The liaison practices the speech he has memorized once more in his head, anticipating another successful transition. As anticipated, George is reacting to the loss of his treasured coffee shop with bitterness and will surely want to leave the travesty behind. Once again, the overpopulation of the planet will be managed by an early acquisition by a liaison. The only part that could make this liaison slightly unsettled (but does not, because he is confident) is the Holy Powers prediction that Mr. Ellington would not be an easy sell.
Underestimated, as usual, he thinks. I really am naturally gifted like mom said.
“Okay, let’s go to heaven, then,” George stretches his legs out with a grunt, confused why he still feels achy as an immaterial being. He takes a final look at his wrinkled body beneath the coffee shop’s transparent floor to verify he is indeed dead, not just hallucinating, right as a flash covers the scene interrupting his careful examination. He shouts in irritation, “What on earth was that?”
But the twenty-year old woman crouched by his soon-to-be corpse does not reply. Instead, she takes another photo, flash off this time, with George’s body in the background. She uploads the image swiftly to her favorite social media platform, citing something about reckless drivers.

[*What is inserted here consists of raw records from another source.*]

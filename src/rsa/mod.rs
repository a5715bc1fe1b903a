// RSA Module - Main module file
// Exports the decimal arithmetic core and the block cipher built on it

pub mod bigint;
pub mod codec;
pub mod decrypt;
pub mod encrypt;
pub mod framing;
pub mod keys;
pub mod modexp;

pub use bigint::DecimalBigInt;
pub use decrypt::{decrypt_pairs, pair_ciphertext_lines};
pub use encrypt::{encrypt_text, CiphertextPair};
pub use keys::RsaKeys;
pub use modexp::mod_exponent;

“Are you taking a selfie with my dead body?” George roars.
And this time, she does hear him, because in a fit of rage seconds before George had decided to break through the illusion of a floor and return to his body. In fact, the woman gets the whole thing on video as the seemingly dead man then rises from the street, screams barbarically at her as if she’s in some way angered him and comes right for her cell phone with the vivacity of someone in their prime. Sadly, for her, the crazed, old man smashes her phone to bits beneath his boots before anyone can like it.
It probably would have gone viral, too.
The liaison watches the tragic scene silently from the place between the plains of existence, completely stunned. In spite of all his planning, nothing has gone right, and George is now entirely out of reach. What will his bosses say? He sighs and prepares to travel back to the Office of Transitions, thinking this might be karma for trying to steal a man’s soul ten years too soon.
Meanwhile, George stands in the center of the avenue (still without pants) as vibrant as a spring chicken. The EMTs watch him cautiously, unsure if this is the same man that had been hit by a truck minutes earlier. Lost in their confusion, the emergency team and pedestrians simply watch as the man claps his hands and wanders off. Because he has no social media, no one ever knows his name.